**Try it:**
Write only the number of lines below in which "RetryRecoveryLayer" occurs.

(Records to process)

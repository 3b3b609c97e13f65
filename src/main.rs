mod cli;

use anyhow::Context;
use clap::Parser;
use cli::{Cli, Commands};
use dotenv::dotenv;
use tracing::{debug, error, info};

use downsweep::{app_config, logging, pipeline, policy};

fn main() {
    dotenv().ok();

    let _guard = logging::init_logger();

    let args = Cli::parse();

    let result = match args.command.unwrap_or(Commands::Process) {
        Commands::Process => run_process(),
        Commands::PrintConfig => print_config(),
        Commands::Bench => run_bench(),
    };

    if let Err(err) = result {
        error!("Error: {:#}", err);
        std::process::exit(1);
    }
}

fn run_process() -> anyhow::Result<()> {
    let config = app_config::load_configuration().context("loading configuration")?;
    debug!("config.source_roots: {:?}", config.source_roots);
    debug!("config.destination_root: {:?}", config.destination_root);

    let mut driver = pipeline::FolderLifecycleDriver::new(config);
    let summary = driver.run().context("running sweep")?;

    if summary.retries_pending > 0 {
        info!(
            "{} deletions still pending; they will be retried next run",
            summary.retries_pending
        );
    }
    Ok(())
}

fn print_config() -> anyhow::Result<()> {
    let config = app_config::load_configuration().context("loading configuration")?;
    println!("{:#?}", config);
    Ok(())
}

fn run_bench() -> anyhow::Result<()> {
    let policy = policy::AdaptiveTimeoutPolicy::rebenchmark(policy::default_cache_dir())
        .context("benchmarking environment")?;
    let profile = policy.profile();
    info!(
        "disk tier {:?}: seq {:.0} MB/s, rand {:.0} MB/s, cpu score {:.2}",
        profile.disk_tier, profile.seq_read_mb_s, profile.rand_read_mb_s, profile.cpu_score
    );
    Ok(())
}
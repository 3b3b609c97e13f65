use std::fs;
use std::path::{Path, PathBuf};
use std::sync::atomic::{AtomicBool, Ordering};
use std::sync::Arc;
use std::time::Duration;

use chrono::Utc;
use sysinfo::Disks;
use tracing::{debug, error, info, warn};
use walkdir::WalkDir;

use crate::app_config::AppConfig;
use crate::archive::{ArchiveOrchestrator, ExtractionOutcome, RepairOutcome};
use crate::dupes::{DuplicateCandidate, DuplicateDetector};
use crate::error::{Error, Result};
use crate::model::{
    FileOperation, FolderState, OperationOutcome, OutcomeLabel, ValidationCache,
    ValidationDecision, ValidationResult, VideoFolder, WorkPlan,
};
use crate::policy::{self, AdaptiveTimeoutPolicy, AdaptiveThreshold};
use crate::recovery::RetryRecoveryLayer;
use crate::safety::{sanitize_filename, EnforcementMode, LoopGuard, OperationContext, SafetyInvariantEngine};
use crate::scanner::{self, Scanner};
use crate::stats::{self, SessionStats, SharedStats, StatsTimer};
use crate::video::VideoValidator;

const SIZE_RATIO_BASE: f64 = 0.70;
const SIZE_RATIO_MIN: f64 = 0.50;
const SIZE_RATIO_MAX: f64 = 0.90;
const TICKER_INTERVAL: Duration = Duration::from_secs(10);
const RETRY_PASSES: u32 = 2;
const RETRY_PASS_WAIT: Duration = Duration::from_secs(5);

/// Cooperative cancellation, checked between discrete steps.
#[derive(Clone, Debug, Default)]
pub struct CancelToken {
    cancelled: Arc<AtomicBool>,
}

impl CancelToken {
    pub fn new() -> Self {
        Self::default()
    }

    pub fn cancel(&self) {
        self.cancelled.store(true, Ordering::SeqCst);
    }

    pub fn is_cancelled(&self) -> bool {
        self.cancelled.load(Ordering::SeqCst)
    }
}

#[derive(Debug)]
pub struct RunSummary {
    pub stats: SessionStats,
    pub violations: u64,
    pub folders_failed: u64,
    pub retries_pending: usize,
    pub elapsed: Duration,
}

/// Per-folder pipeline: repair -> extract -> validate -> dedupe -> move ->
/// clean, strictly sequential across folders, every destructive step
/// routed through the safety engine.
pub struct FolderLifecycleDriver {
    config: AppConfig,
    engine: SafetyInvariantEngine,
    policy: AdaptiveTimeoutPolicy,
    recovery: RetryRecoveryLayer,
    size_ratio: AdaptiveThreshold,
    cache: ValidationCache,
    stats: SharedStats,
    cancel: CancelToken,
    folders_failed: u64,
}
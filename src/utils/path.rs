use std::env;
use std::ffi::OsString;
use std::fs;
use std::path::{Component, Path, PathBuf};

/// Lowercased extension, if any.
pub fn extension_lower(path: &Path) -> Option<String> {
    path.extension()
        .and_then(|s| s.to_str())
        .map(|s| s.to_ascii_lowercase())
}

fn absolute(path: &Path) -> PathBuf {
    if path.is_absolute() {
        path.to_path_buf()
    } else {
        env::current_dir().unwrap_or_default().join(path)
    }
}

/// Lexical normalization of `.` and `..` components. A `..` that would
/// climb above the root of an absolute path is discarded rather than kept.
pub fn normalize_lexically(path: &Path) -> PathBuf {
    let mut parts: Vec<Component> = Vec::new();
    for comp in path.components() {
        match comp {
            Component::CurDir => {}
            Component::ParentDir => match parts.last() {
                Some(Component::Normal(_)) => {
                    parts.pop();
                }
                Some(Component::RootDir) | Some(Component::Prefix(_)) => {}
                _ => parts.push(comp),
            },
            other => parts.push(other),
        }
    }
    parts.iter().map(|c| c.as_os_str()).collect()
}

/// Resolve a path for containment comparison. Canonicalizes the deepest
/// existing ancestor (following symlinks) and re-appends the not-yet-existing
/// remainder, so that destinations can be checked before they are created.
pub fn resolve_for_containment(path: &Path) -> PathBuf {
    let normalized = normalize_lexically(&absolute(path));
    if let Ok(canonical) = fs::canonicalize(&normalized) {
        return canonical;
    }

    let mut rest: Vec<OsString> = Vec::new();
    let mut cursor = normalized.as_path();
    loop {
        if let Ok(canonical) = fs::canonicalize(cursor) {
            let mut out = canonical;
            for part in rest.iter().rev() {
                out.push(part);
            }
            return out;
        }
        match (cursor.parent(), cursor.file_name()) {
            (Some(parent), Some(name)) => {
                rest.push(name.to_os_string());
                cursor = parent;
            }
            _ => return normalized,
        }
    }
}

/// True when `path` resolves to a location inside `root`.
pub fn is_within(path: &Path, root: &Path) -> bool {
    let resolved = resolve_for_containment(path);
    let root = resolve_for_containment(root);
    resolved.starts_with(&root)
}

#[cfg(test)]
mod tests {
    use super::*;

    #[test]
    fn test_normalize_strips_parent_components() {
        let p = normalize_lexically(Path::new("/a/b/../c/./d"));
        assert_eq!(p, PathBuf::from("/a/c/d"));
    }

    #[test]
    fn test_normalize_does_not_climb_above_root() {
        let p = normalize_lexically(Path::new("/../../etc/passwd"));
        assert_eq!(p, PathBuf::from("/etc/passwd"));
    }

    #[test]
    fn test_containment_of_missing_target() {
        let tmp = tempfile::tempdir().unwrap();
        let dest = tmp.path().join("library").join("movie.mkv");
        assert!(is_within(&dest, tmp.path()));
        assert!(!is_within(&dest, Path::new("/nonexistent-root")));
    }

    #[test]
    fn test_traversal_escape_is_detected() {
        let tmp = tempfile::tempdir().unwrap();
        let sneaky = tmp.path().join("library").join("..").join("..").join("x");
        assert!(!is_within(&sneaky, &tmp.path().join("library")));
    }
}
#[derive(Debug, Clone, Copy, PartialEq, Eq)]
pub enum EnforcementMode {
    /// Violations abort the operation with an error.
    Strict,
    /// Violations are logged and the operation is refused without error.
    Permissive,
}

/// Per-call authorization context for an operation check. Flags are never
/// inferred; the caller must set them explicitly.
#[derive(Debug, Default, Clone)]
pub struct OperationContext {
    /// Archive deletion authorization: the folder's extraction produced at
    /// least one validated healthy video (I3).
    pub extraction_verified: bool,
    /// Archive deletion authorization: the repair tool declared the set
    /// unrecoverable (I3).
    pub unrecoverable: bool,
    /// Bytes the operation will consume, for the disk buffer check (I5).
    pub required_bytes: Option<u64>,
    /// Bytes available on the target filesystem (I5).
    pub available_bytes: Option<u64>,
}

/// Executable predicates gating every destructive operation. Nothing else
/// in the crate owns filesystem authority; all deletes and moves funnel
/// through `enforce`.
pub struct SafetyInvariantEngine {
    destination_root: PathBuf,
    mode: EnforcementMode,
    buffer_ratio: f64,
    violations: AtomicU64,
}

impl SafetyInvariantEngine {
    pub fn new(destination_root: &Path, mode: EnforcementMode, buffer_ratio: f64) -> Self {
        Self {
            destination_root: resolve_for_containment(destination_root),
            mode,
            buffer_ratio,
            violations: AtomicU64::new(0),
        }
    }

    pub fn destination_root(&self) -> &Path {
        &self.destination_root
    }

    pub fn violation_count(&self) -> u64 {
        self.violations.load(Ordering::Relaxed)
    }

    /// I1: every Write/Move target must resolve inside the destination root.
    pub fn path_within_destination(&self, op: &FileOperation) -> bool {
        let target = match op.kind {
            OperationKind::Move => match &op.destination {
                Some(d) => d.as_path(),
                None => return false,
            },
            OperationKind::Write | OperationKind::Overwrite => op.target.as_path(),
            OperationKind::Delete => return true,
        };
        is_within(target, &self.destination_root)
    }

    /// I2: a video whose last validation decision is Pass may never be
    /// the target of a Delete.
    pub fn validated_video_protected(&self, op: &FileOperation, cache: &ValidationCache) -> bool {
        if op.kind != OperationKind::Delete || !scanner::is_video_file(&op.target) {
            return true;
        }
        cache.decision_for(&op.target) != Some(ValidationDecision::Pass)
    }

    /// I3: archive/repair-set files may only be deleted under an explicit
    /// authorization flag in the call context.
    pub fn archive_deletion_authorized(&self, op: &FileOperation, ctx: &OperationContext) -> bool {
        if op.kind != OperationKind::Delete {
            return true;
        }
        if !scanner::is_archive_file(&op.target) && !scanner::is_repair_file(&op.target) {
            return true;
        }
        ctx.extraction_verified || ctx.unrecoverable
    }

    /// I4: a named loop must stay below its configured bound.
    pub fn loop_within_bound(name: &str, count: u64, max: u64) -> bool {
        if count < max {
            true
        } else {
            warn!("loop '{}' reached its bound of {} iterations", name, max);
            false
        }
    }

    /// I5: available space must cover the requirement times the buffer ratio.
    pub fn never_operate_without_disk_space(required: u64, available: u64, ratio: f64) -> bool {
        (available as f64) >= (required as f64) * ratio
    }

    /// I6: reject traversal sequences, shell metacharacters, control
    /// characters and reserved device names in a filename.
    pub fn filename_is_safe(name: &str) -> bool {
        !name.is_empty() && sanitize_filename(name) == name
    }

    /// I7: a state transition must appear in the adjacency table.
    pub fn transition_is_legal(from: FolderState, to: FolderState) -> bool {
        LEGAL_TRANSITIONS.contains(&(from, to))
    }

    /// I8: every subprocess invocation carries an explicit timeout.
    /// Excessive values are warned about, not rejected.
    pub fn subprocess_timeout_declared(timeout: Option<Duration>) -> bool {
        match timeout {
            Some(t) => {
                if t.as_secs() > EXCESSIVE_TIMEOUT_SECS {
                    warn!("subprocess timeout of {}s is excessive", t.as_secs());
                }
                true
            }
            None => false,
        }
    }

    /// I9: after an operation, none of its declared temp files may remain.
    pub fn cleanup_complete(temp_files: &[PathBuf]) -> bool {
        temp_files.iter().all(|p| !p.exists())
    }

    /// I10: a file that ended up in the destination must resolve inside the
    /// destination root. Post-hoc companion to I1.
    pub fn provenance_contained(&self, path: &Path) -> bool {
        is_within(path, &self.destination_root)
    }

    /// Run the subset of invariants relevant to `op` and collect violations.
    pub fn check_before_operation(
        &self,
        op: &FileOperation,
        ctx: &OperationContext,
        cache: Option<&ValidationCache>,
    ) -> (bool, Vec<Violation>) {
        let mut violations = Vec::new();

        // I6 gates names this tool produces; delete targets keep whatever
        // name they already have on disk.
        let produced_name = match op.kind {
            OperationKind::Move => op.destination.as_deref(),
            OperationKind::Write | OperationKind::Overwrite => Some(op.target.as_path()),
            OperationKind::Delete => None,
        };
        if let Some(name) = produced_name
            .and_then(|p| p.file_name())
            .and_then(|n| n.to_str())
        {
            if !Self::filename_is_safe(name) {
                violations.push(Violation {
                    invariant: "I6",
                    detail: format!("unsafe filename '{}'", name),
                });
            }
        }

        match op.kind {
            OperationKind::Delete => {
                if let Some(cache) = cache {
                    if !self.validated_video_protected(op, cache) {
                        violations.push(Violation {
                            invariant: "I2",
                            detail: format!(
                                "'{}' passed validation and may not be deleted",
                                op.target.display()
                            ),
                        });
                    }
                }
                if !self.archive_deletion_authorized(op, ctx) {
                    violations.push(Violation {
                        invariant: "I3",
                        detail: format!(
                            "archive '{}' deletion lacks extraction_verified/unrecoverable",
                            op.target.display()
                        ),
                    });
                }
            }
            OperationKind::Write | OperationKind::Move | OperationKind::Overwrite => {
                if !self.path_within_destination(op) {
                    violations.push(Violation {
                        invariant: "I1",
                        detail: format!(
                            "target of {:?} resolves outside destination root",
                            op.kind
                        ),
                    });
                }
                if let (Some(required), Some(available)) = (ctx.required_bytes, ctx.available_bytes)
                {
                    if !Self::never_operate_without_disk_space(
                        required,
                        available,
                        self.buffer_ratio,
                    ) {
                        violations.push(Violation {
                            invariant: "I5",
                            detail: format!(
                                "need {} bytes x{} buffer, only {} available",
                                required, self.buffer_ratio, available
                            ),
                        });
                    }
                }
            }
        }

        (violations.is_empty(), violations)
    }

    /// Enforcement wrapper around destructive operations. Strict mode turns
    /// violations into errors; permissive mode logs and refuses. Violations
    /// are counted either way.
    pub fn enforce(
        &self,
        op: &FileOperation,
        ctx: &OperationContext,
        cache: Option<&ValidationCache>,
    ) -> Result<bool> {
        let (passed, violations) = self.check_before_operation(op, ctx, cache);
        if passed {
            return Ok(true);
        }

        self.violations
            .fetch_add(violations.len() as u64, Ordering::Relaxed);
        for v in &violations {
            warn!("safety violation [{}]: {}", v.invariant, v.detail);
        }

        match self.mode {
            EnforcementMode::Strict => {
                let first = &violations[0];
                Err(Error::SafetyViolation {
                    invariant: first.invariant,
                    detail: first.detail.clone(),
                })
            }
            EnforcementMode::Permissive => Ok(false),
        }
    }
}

(End Records to process)

**Solution for this problem:**
2